What is small number (cell size) issue in public health data analyses and dissemination?
Public health data when queried or displayed in web-based data tables can often have cells with a small number of individuals or events especially when the query is focused on small geographic areas (Zip codes), rare events, population subgroups, provider groups, payers, or other small samples. There are two primary concerns from queries in which the results contain small cell sizes or a small underlying population. First, rates based on small numbers may not be reliable. Second, small numbers are of great concern when reporting sensitive information that might lead to violation of individuals’ right to anonymity and privacy with respect to attributes that are typically stigmatized. Both small numbers of numerator events as well as denominator events can contribute to poor reliability. The likelihood of disclosure of personal health information is higher when there are relatively few people with knowable demographic characteristics such as sex, age, and race in a small community.

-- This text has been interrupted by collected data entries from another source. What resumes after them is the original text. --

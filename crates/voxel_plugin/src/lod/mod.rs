//! Distance-banded level-of-detail strategy.

pub mod band;
pub mod strategy;

pub use band::{aabb_in_frustum, LodBand, Plane};
pub use strategy::{ChunkLodRequest, DistanceBandLodStrategy, LodQueryContext};
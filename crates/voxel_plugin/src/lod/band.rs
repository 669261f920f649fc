//! LOD band and the conservative frustum plane type used to cull chunks.

use glam::DVec3;

/// A half-open distance interval associating a range of distances with a
/// discrete LOD level and the sampling resolution used at that level.
#[derive(Clone, Copy, Debug, PartialEq)]
pub struct LodBand {
  pub min_distance: f64,
  pub max_distance: f64,
  pub lod_level: i32,
  pub voxel_stride: u32,
  pub chunk_size: i32,
  /// Distance inside the band, measured from `max_distance`, over which the
  /// morph factor ramps `0 → 1`. Zero disables morphing for this band.
  pub morph_range: f64,
}

impl LodBand {
  pub fn contains(&self, distance: f64) -> bool {
    distance >= self.min_distance && distance < self.max_distance
  }
}

/// A plane as `normal · p + d == 0`; a point is "inside" when
/// `normal · p + d >= 0`.
#[derive(Clone, Copy, Debug, PartialEq)]
pub struct Plane {
  pub normal: DVec3,
  pub d: f64,
}

impl Plane {
  /// Signed distance of `p` from the plane, along `normal`.
  #[inline]
  pub fn signed_distance(&self, p: DVec3) -> f64 {
    self.normal.dot(p) + self.d
  }
}

/// Conservative AABB-vs-frustum test: an AABB is rejected only if it lies
/// entirely on the outside of at least one plane. Without exactly six
/// planes, every box is treated as visible.
pub fn aabb_in_frustum(min: DVec3, max: DVec3, planes: Option<&[Plane; 6]>) -> bool {
  let Some(planes) = planes else {
    return true;
  };
  for plane in planes {
    let positive = DVec3::new(
      if plane.normal.x >= 0.0 { max.x } else { min.x },
      if plane.normal.y >= 0.0 { max.y } else { min.y },
      if plane.normal.z >= 0.0 { max.z } else { min.z },
    );
    if plane.signed_distance(positive) < 0.0 {
      return false;
    }
  }
  true
}

#[cfg(test)]
#[path = "band_test.rs"]
mod band_test;
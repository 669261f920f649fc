use super::*;

fn band(min: f64, max: f64, lod: i32, morph: f64) -> LodBand {
  LodBand {
    min_distance: min,
    max_distance: max,
    lod_level: lod,
    voxel_stride: 1,
    chunk_size: 32,
    morph_range: morph,
  }
}

#[test]
fn band_contains_is_half_open() {
  let b = band(0.0, 1000.0, 0, 0.0);
  assert!(b.contains(0.0));
  assert!(b.contains(999.9));
  assert!(!b.contains(1000.0));
}

#[test]
fn no_planes_means_always_visible() {
  assert!(aabb_in_frustum(DVec3::ZERO, DVec3::ONE, None));
}

#[test]
fn plane_rejects_box_entirely_outside() {
  let planes = [
    Plane { normal: DVec3::new(1.0, 0.0, 0.0), d: -10.0 },
    Plane { normal: DVec3::new(-1.0, 0.0, 0.0), d: 1000.0 },
    Plane { normal: DVec3::new(0.0, 1.0, 0.0), d: 1000.0 },
    Plane { normal: DVec3::new(0.0, -1.0, 0.0), d: 1000.0 },
    Plane { normal: DVec3::new(0.0, 0.0, 1.0), d: 1000.0 },
    Plane { normal: DVec3::new(0.0, 0.0, -1.0), d: 1000.0 },
  ];
  // Box fully below x=10 is outside the first plane's half-space.
  assert!(!aabb_in_frustum(DVec3::new(0.0, 0.0, 0.0), DVec3::new(5.0, 1.0, 1.0), Some(&planes)));
  assert!(aabb_in_frustum(DVec3::new(20.0, 0.0, 0.0), DVec3::new(25.0, 1.0, 1.0), Some(&planes)));
}
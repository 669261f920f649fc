//! WASM binary entry point for Emscripten builds.
//!
//! This file is only used when building with `wasm32-unknown-emscripten`
//! target. It re-exports the C API functions and provides the required main
//! function.

use std::ffi::CStr;
use std::os::raw::c_char;

// Re-use the native NoiseNode implementation
use voxel_noise::NoiseNode;

/// Create a noise node from an encoded node tree string.
#[no_mangle]
pub extern "C" fn vx_noise_create(encoded: *const c_char) -> usize {
  if encoded.is_null() {
    return 0;
  }

  let encoded_str = match unsafe { CStr::from_ptr(encoded) }.to_str() {
    Ok(s) => s,
    Err(_) => return 0,
  };

  match NoiseNode::from_encoded(encoded_str) {
    Some(node) => Box::into_raw(Box::new(node)) as usize,
    None => 0,
  }
}

/// Generate noise values on a uniform 3D grid.
#[no_mangle]
pub extern "C" fn vx_noise_gen_3d(
  handle: usize,
  output: *mut f32,
  x_off: f32,
  y_off: f32,
  z_off: f32,
  x_cnt: i32,
  y_cnt: i32,
  z_cnt: i32,
  x_step: f32,
  y_step: f32,
  z_step: f32,
  seed: i32,
) {
  if handle == 0 || output.is_null() {
    return;
  }

  let node = unsafe { &*(handle as *const NoiseNode) };
  let count = (x_cnt * y_cnt * z_cnt) as usize;
  let output_slice = unsafe { std::slice::from_raw_parts_mut(output, count) };

  node.gen_uniform_grid_3d(
    output_slice,
    x_off,
    y_off,
    z_off,
    x_cnt,
    y_cnt,
    z_cnt,
    x_step,
    y_step,
    z_step,
    seed,
  );
}

/// Generate noise values on a uniform 2D grid.
#[no_mangle]
pub extern "C" fn vx_noise_gen_2d(
  handle: usize,
  output: *mut f32,
  x_off: f32,
  y_off: f32,
  x_cnt: i32,
  y_cnt: i32,
  x_step: f32,
  y_step: f32,
  seed: i32,
) {
  if handle == 0 || output.is_null() {
    return;
  }

  let node = unsafe { &*(handle as *const NoiseNode) };
  let count = (x_cnt * y_cnt) as usize;
  let output_slice = unsafe { std::slice::from_raw_parts_mut(output, count) };

  node.gen_uniform_grid_2d(
    output_slice,
    x_off,
    y_off,
    x_cnt,
    y_cnt,
    x_step,
    y_step,
    seed,
  );
}

/// Destroy a noise node and free its memory.
#[no_mangle]
pub extern "C" fn vx_noise_destroy(handle: usize) {
  if handle == 0 {
    return;
  }

  unsafe {
    drop(Box::from_raw(handle as *mut NoiseNode));
  }
}

/// Required main function for Emscripten.
fn main() {}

Are small numbers a bigger concern for web-based data dissemination?
While small cell size is a concern for most public health statistical publications, it is more acutely so in web-based data dissemination systems for several reasons. First, web-based data dissemination systems are particularly desirable for immediate answers to questions about the public’s health, and generally, the users of the systems are interested in data for small geographical areas and other small groups of individuals. Second, the information reaches a much broader audience than a paper publication, and often this includes individuals without statistical or epidemiologic training. Third, web-based systems generally provide less documentation on how to interpret the results than do paper publications which usually provide extensive bibliographies, appendices, footnotes, caveats, and so forth, and web-based systems are often likely to provide less basic information on certain conditions.
How can the disclosure risk be reduced when disseminating data on the Internet?
There are a variety of tools available for web-based data dissemination which can reduce disclosure risk. These tools vary from user-directed education and agreements to tools that alter the access to data on the system.
Data protection agreements: Public health agencies have been using data release agreements for years; these agreements may be quite restrictive. Use of a DPA establishes institutional control, is compliant with HIPAA Privacy provisions for a limited data set. In closed web-based systems, data protection agreements are generally required prior to password assignment and log-in.
Limited data sets: Most web-based data systems use reduction in the number and type of data elements. It is one of the methods suggested in the August 14, 2002, Federal Register Notice Updating 45 CFR Parts 160 and 164 of the HIPAA Privacy Rule for the release of health data by covered entities.
On-Line query systems limits: Web systems use data modification and alteration methods and rely on limited datasets to ensure protection of native files.
User authentication and access validation: It is possible to implement password protection to CD-ROM and public use files and for access to web query systems. Other less restrictive alternatives include simply requiring registration of the user for each use.
Education and training of public use file users: Some web-based systems are complex enough to recommend that there is appropriate training of users. This will limit the number of users of the system—unless the training mechanism is also a web-based system.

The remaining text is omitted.